Preliminary studies say that previous infection doesn't help much against omicron.

https://www.thehealthsite.com/news/covid-reinfection-risk-5-4-times-higher-with-omicron-than-delta-cases-doubling-in-3-days-who-853006/

In fact, the first death in the US from omicron was someone previously infected, who might have thought they were now safe.

https://publichealth.harriscountytx.gov/Portals/27/Documents/HCPH%20Reports%20First%20Omicron%20Related%20Death%20sm.pdf?ver=oK77qT2qjHEIryPPhgBoog%3d%3d

People can do what they want, but it's going to be a really ugly few months if this data is right and people think they are immune because they had it before.
From the Harris County link:
Quote:

Harris County Public Health (HCPH) is reporting the first COVID-19 Omicron-variant associated death in the County.

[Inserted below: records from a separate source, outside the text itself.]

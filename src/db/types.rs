//! Row and value types for query results.
//!
//! The stringified form produced by `Display` is the canonical representation
//! used by filter matching and CSV export.

use serde::{Deserialize, Serialize};
use std::fmt;

/// A single cell value from a query result.
#[derive(Debug, Clone, Default, Serialize, Deserialize, PartialEq)]
pub enum Value {
    /// NULL value.
    #[default]
    Null,

    /// Boolean value.
    Bool(bool),

    /// Signed integer (up to i64).
    Int(i64),

    /// Floating point number.
    Float(f64),

    /// Text value.
    Text(String),
}

impl Value {
    /// Returns true if this value is NULL.
    pub fn is_null(&self) -> bool {
        matches!(self, Value::Null)
    }

    /// Canonical string form used for filtering, sorting and CSV export.
    pub fn to_display_string(&self) -> String {
        match self {
            Value::Null => String::new(),
            Value::Bool(b) => b.to_string(),
            Value::Int(i) => i.to_string(),
            Value::Float(f) => f.to_string(),
            Value::Text(s) => s.clone(),
        }
    }
}

impl fmt::Display for Value {
    fn fmt(&self, f: &mut fmt::Formatter<'_>) -> fmt::Result {
        write!(f, "{}", self.to_display_string())
    }
}

impl From<bool> for Value {
    fn from(v: bool) -> Self {
        Value::Bool(v)
    }
}

impl From<i32> for Value {
    fn from(v: i32) -> Self {
        Value::Int(v as i64)
    }
}

impl From<i64> for Value {
    fn from(v: i64) -> Self {
        Value::Int(v)
    }
}

impl From<f64> for Value {
    fn from(v: f64) -> Self {
        Value::Float(v)
    }
}

impl From<String> for Value {
    fn from(v: String) -> Self {
        Value::Text(v)
    }
}

impl From<&str> for Value {
    fn from(v: &str) -> Self {
        Value::Text(v.to_string())
    }
}

impl<T> From<Option<T>> for Value
where
    T: Into<Value>,
{
    fn from(v: Option<T>) -> Self {
        match v {
            Some(val) => val.into(),
            None => Value::Null,
        }
    }
}

/// A row of data from a query result.
pub type Row = Vec<Value>;

/// Metadata about a column in a result set.
#[derive(Debug, Clone, Default, Serialize, Deserialize, PartialEq, Eq)]
pub struct ColumnInfo {
    /// Column name.
    pub name: String,

    /// Column data type, as reported by the backend.
    pub data_type: String,
}

impl ColumnInfo {
    /// Creates a new column info with the given name and type.
    pub fn new(name: impl Into<String>, data_type: impl Into<String>) -> Self {
        Self {
            name: name.into(),
            data_type: data_type.into(),
        }
    }
}

/// Returns the index of a named column, if present.
pub fn column_index(columns: &[ColumnInfo], name: &str) -> Option<usize> {
    columns.iter().position(|c| c.name == name)
}
//! Paged reads against cached sessions.
//!
//! Serves filtered/sorted/paginated pages, unique-value lookups and CSV
//! export. All row semantics delegate to the shared `page` module so server
//! reads and client local mode cannot drift apart.

use crate::error::{PagerError, Result};
use crate::page::{self, FilterMap, PageRequest, PageResponse, SortSpec, ValueCount};
use crate::server::manager::SessionCacheManager;
use crate::server::session::{SessionEntry, SessionStatus};
use std::sync::Arc;
use std::time::Instant;

/// Reads pages out of completed or cancelled sessions.
#[derive(Clone)]
pub struct ResultPageReader {
    manager: Arc<SessionCacheManager>,
}

impl ResultPageReader {
    /// Creates a reader over the given session cache.
    pub fn new(manager: Arc<SessionCacheManager>) -> Self {
        Self { manager }
    }

    /// Serves one page of a session's result set.
    ///
    /// `total_count` in the response counts rows surviving the filters,
    /// before pagination; it is distinct from the session's unfiltered total.
    pub fn read(&self, request: &PageRequest) -> Result<PageResponse> {
        request.validate()?;
        let entry = self.readable_session(&request.session_id)?;

        let start = Instant::now();
        let (rows, total_count) = entry.with_rows(|rows| -> Result<(Vec<_>, usize)> {
            let view = page::apply_view(
                entry.columns(),
                rows,
                &request.filters,
                request.sort.as_ref(),
            )?;
            let total = view.len();
            Ok((page::paginate(&view, request.page, request.page_size), total))
        })?;

        Ok(PageResponse::ok(
            rows,
            entry.columns().to_vec(),
            total_count,
            start.elapsed().as_millis() as u64,
        ))
    }

    /// Returns the distinct values of `column` with counts, honoring the
    /// filters on other columns only.
    pub fn unique_values(
        &self,
        session_id: &str,
        column: &str,
        filters: &FilterMap,
    ) -> Result<Vec<ValueCount>> {
        let entry = self.readable_session(session_id)?;
        entry.with_rows(|rows| page::unique_values(entry.columns(), rows, column, filters))
    }

    /// Exports the filtered/sorted result set as one CSV byte stream,
    /// unpaginated. Also available for size-exceeded sessions, which serve
    /// their cached prefix.
    pub fn export_csv(
        &self,
        session_id: &str,
        filters: &FilterMap,
        sort: Option<&SortSpec>,
    ) -> Result<Vec<u8>> {
        let entry = self.manager.session(session_id)?;
        match entry.status() {
            SessionStatus::Processing => {
                return Err(PagerError::not_ready(format!(
                    "session {session_id} is still materializing"
                )))
            }
            SessionStatus::Error => {
                return Err(PagerError::execution(
                    entry.error_message().unwrap_or_else(|| "query failed".to_string()),
                ))
            }
            status if status.is_exportable() => {}
            status => {
                return Err(PagerError::not_found(format!(
                    "session {session_id} is {status}"
                )))
            }
        }

        entry.with_rows(|rows| {
            let view = page::apply_view(entry.columns(), rows, filters, sort)?;
            page::write_csv(entry.columns(), &view)
        })
    }

    /// Looks up a session and gates on its status for paged reads.
    fn readable_session(&self, session_id: &str) -> Result<Arc<SessionEntry>> {
        let entry = self.manager.session(session_id)?;
        match entry.status() {
            SessionStatus::Processing => Err(PagerError::not_ready(format!(
                "session {session_id} is still materializing"
            ))),
            SessionStatus::Error => Err(PagerError::execution(
                entry.error_message().unwrap_or_else(|| "query failed".to_string()),
            )),
            SessionStatus::SizeExceeded => Err(PagerError::SizeExceeded {
                total_rows: entry
                    .snapshot()
                    .total_row_count
                    .unwrap_or_else(|| entry.cached_row_count()),
            }),
            status if status.is_readable() => Ok(entry),
            status => Err(PagerError::not_found(format!(
                "session {session_id} is {status}"
            ))),
        }
    }
}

The death reported this afternoon was of a man between the ages of 50-60 years old who was unvaccinated and had been infected with COVID-19 previously. The individual was at higher risk of severe complications from COVID-19 due to his unvaccinated status and had underlying health conditions.
Associated. That doesn't mean that's what killed the individual. Also, another with "underlying health conditions."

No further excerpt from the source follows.